- **How to complete this task**: Please copy every line with the string "ScheduleInput" from the entries below.

[Saved entries]
-----
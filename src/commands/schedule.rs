use super::app::{confirm, current_month, App};
use crate::db::schedules::{ScheduleEdit, ScheduleInput, Schedules};
use crate::libs::messages::Message;
use crate::libs::role::{Access, Manager};
use crate::libs::view::View;
use crate::{msg_info, msg_print, msg_success};
use anyhow::Result;
use clap::{Args, Subcommand};

#[derive(Debug, Args)]
pub struct ScheduleArgs {
    #[command(subcommand)]
    command: Option<ScheduleCommand>,
}

#[derive(Debug, Subcommand)]
enum ScheduleCommand {
    /// Events of a month
    List {
        #[arg(long)]
        month: Option<String>,
    },
    /// Add a company event
    Add {
        title: String,
        /// YYYY-MM-DD HH:MM
        #[arg(short, long)]
        start: String,
        /// YYYY-MM-DD HH:MM; defaults to the start
        #[arg(short, long)]
        end: Option<String>,
        #[arg(short, long)]
        category: Option<String>,
        #[arg(short, long)]
        location: Option<String>,
        #[arg(short, long)]
        description: Option<String>,
    },
    /// Change an event
    Edit {
        id: i64,
        #[arg(long)]
        title: Option<String>,
        #[arg(long)]
        start: Option<String>,
        #[arg(long)]
        end: Option<String>,
        #[arg(long)]
        category: Option<String>,
        #[arg(long)]
        location: Option<String>,
        #[arg(long)]
        description: Option<String>,
    },
    /// Remove an event
    Delete {
        id: i64,
        #[arg(short, long)]
        yes: bool,
    },
}

pub async fn cmd(args: ScheduleArgs) -> Result<()> {
    let mut app = App::load()?;
    match args.command.unwrap_or(ScheduleCommand::List { month: None }) {
        ScheduleCommand::List { month } => {
            app.require(Manager::Schedule, Access::Read)?;
            let month = month.unwrap_or_else(current_month);
            let schedules = Schedules::new(app.db()).list(&month).await?;
            if schedules.is_empty() {
                msg_info!(Message::NoSchedules(month));
                return Ok(());
            }
            msg_print!(Message::SchedulesHeader(month), true);
            View::schedules(&schedules)?;
        }
        ScheduleCommand::Add {
            title,
            start,
            end,
            category,
            location,
            description,
        } => {
            let user = app.require(Manager::Schedule, Access::Write)?;
            let input = ScheduleInput {
                title,
                description,
                category,
                start_at: start,
                end_at: end,
                location,
            };
            let schedule = Schedules::new(app.db()).add(&input, user.member_id()).await?;
            msg_success!(Message::ScheduleAdded(schedule.title));
        }
        ScheduleCommand::Edit {
            id,
            title,
            start,
            end,
            category,
            location,
            description,
        } => {
            app.require(Manager::Schedule, Access::Write)?;
            let edit = ScheduleEdit {
                title,
                description,
                category,
                start_at: start,
                end_at: end,
                location,
            };
            Schedules::new(app.db()).update(id, &edit).await?;
            msg_success!(Message::ScheduleUpdated(id));
        }
        ScheduleCommand::Delete { id, yes } => {
            app.require(Manager::Schedule, Access::Write)?;
            if !yes && !confirm(&format!("schedule {}", id))? {
                msg_info!(Message::OperationCancelled);
                return Ok(());
            }
            Schedules::new(app.db()).delete(id).await?;
            msg_success!(Message::ScheduleDeleted(id));
        }
    }
    Ok(())
}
-----
- **Exercise solution**:
use crate::db::schedules::{ScheduleEdit, ScheduleInput, Schedules};
            let input = ScheduleInput {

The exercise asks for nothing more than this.